====== Source information

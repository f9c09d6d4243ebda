//! Realtime push channel
//!
//! The ledger can push "message added" events. They only carry enough to know
//! *that* something changed, so a subscription just signals the sync engine
//! to pull sooner than its timer would. Events for other conversations and
//! repeated deliveries of the same event are dropped.

use std::collections::{HashSet, VecDeque};

use async_trait::async_trait;
use serde::{Deserialize, Serialize};
use tokio::sync::mpsc;
use tokio::task::JoinHandle;
use tokio_util::sync::CancellationToken;
use tracing::{debug, info};

use crate::context::ClientContext;
use crate::error::MailResult;
use crate::types::ConversationId;

/// Payload fields the conversation id may be published under
const CONVERSATION_FIELDS: &[&str] = &["channelId", "channel", "channel_Id", "channel_object_id"];

/// How many recent event ids are remembered for de-duplication
const SEEN_CAPACITY: usize = 1024;

/// One pushed event
#[derive(Debug, Clone, PartialEq, Serialize, Deserialize)]
pub struct RealtimeEvent {
    /// Unique id of the event (e.g. transaction digest plus sequence)
    pub id: String,
    /// Event body as published by the ledger
    pub payload: serde_json::Value,
}

impl RealtimeEvent {
    /// Conversation the event refers to, if the payload names one
    pub fn conversation_id(&self) -> Option<&str> {
        CONVERSATION_FIELDS
            .iter()
            .find_map(|field| self.payload.get(*field).and_then(|v| v.as_str()))
            .filter(|id| !id.is_empty())
    }
}

/// Source of pushed events
#[async_trait]
pub trait EventSource: Send + Sync {
    /// Open a stream of events; the stream ends when the receiver is dropped
    async fn open(&self) -> MailResult<mpsc::Receiver<RealtimeEvent>>;
}

/// Bounded memory of recently seen event ids
struct SeenEvents {
    order: VecDeque<String>,
    ids: HashSet<String>,
}

impl SeenEvents {
    fn new() -> Self {
        Self {
            order: VecDeque::new(),
            ids: HashSet::new(),
        }
    }

    /// Remember `id`; returns false if it was already seen
    fn insert(&mut self, id: &str) -> bool {
        if !self.ids.insert(id.to_string()) {
            return false;
        }
        self.order.push_back(id.to_string());
        if self.order.len() > SEEN_CAPACITY {
            if let Some(oldest) = self.order.pop_front() {
                self.ids.remove(&oldest);
            }
        }
        true
    }
}

/// An open push subscription for one conversation.
///
/// Dropping the subscription releases it.
pub struct RealtimeSubscription {
    conversation_id: ConversationId,
    cancel: CancellationToken,
    task: Option<JoinHandle<()>>,
}

impl RealtimeSubscription {
    /// Subscribe to events of `conversation_id`, calling `on_signal` for each new one.
    ///
    /// The subscription also ends when `ctx` is swapped out.
    pub async fn subscribe<F>(
        source: &dyn EventSource,
        ctx: &ClientContext,
        conversation_id: ConversationId,
        on_signal: F,
    ) -> MailResult<Self>
    where
        F: Fn(&RealtimeEvent) + Send + Sync + 'static,
    {
        ctx.ensure_active()?;
        let mut events = source.open().await?;
        let cancel = ctx.cancellation().child_token();
        let task_cancel = cancel.clone();
        let target = conversation_id.clone();

        info!(conversation_id = %conversation_id, "Realtime subscription opened");
        let task = tokio::spawn(async move {
            let mut seen = SeenEvents::new();
            loop {
                let event = tokio::select! {
                    _ = task_cancel.cancelled() => break,
                    event = events.recv() => match event {
                        Some(event) => event,
                        None => break,
                    },
                };
                if event.conversation_id() != Some(target.as_str()) {
                    debug!(event_id = %event.id, "Ignoring event for another conversation");
                    continue;
                }
                if !seen.insert(&event.id) {
                    debug!(event_id = %event.id, "Ignoring duplicate event");
                    continue;
                }
                on_signal(&event);
            }
            debug!(conversation_id = %target, "Realtime subscription task finished");
        });

        Ok(Self {
            conversation_id,
            cancel,
            task: Some(task),
        })
    }

    pub fn conversation_id(&self) -> &ConversationId {
        &self.conversation_id
    }

    /// True until unsubscribed, the context is swapped, or the source closed
    pub fn is_active(&self) -> bool {
        !self.cancel.is_cancelled()
            && self
                .task
                .as_ref()
                .map(|task| !task.is_finished())
                .unwrap_or(false)
    }

    /// Release the subscription
    pub fn unsubscribe(mut self) {
        self.release();
    }

    fn release(&mut self) {
        self.cancel.cancel();
        if let Some(task) = self.task.take() {
            task.abort();
            info!(conversation_id = %self.conversation_id, "Realtime subscription closed");
        }
    }
}

impl Drop for RealtimeSubscription {
    fn drop(&mut self) {
        self.release();
    }
}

============

__Your task__: Give the records above again, word for word.

__Task output__:
repository f9c09d6d4243ebda
//! Realtime push channel
//!
//! The ledger can push "message added" events. They only carry enough to know
//! *that* something changed, so a subscription just signals the sync engine
//! to pull sooner than its timer would. Events for other conversations and
//! repeated deliveries of the same event are dropped.

use std::collections::{HashSet, VecDeque};

use async_trait::async_trait;
use serde::{Deserialize, Serialize};
use tokio::sync::mpsc;
use tokio::task::JoinHandle;
use tokio_util::sync::CancellationToken;
use tracing::{debug, info};

use crate::context::ClientContext;
use crate::error::MailResult;
use crate::types::ConversationId;

/// Payload fields the conversation id may be published under
const CONVERSATION_FIELDS: &[&str] = &["channelId", "channel", "channel_Id", "channel_object_id"];

/// How many recent event ids are remembered for de-duplication
const SEEN_CAPACITY: usize = 1024;

/// One pushed event
#[derive(Debug, Clone, PartialEq, Serialize, Deserialize)]
pub struct RealtimeEvent {
    /// Unique id of the event (e.g. transaction digest plus sequence)
    pub id: String,
    /// Event body as published by the ledger
    pub payload: serde_json::Value,
}

impl RealtimeEvent {
    /// Conversation the event refers to, if the payload names one
    pub fn conversation_id(&self) -> Option<&str> {
        CONVERSATION_FIELDS
            .iter()
            .find_map(|field| self.payload.get(*field).and_then(|v| v.as_str()))
            .filter(|id| !id.is_empty())
    }
}

/// Source of pushed events
#[async_trait]
pub trait EventSource: Send + Sync {
    /// Open a stream of events; the stream ends when the receiver is dropped
    async fn open(&self) -> MailResult<mpsc::Receiver<RealtimeEvent>>;
}

/// Bounded memory of recently seen event ids
struct SeenEvents {
    order: VecDeque<String>,
    ids: HashSet<String>,
}

impl SeenEvents {
    fn new() -> Self {
        Self {
            order: VecDeque::new(),
            ids: HashSet::new(),
        }
    }

    /// Remember `id`; returns false if it was already seen
    fn insert(&mut self, id: &str) -> bool {
        if !self.ids.insert(id.to_string()) {
            return false;
        }
        self.order.push_back(id.to_string());
        if self.order.len() > SEEN_CAPACITY {
            if let Some(oldest) = self.order.pop_front() {
                self.ids.remove(&oldest);
            }
        }
        true
    }
}

/// An open push subscription for one conversation.
///
/// Dropping the subscription releases it.
pub struct RealtimeSubscription {
    conversation_id: ConversationId,
    cancel: CancellationToken,
    task: Option<JoinHandle<()>>,
}

impl RealtimeSubscription {
    /// Subscribe to events of `conversation_id`, calling `on_signal` for each new one.
    ///
    /// The subscription also ends when `ctx` is swapped out.
    pub async fn subscribe<F>(
        source: &dyn EventSource,
        ctx: &ClientContext,
        conversation_id: ConversationId,
        on_signal: F,
    ) -> MailResult<Self>
    where
        F: Fn(&RealtimeEvent) + Send + Sync + 'static,
    {
        ctx.ensure_active()?;
        let mut events = source.open().await?;
        let cancel = ctx.cancellation().child_token();
        let task_cancel = cancel.clone();
        let target = conversation_id.clone();

        info!(conversation_id = %conversation_id, "Realtime subscription opened");
        let task = tokio::spawn(async move {
            let mut seen = SeenEvents::new();
            loop {
                let event = tokio::select! {
                    _ = task_cancel.cancelled() => break,
                    event = events.recv() => match event {
                        Some(event) => event,
                        None => break,
                    },
                };
                if event.conversation_id() != Some(target.as_str()) {
                    debug!(event_id = %event.id, "Ignoring event for another conversation");
                    continue;
                }
                if !seen.insert(&event.id) {
                    debug!(event_id = %event.id, "Ignoring duplicate event");
                    continue;
                }
                on_signal(&event);
            }
            debug!(conversation_id = %target, "Realtime subscription task finished");
        });

        Ok(Self {
            conversation_id,
            cancel,
            task: Some(task),
        })
    }

    pub fn conversation_id(&self) -> &ConversationId {
        &self.conversation_id
    }

    /// True until unsubscribed, the context is swapped, or the source closed
    pub fn is_active(&self) -> bool {
        !self.cancel.is_cancelled()
            && self
                .task
                .as_ref()
                .map(|task| !task.is_finished())
                .unwrap_or(false)
    }

    /// Release the subscription
    pub fn unsubscribe(mut self) {
        self.release();
    }

    fn release(&mut self) {
        self.cancel.cancel();
        if let Some(task) = self.task.take() {
            task.abort();
            info!(conversation_id = %self.conversation_id, "Realtime subscription closed");
        }
    }
}

impl Drop for RealtimeSubscription {
    fn drop(&mut self) {
        self.release();
    }
}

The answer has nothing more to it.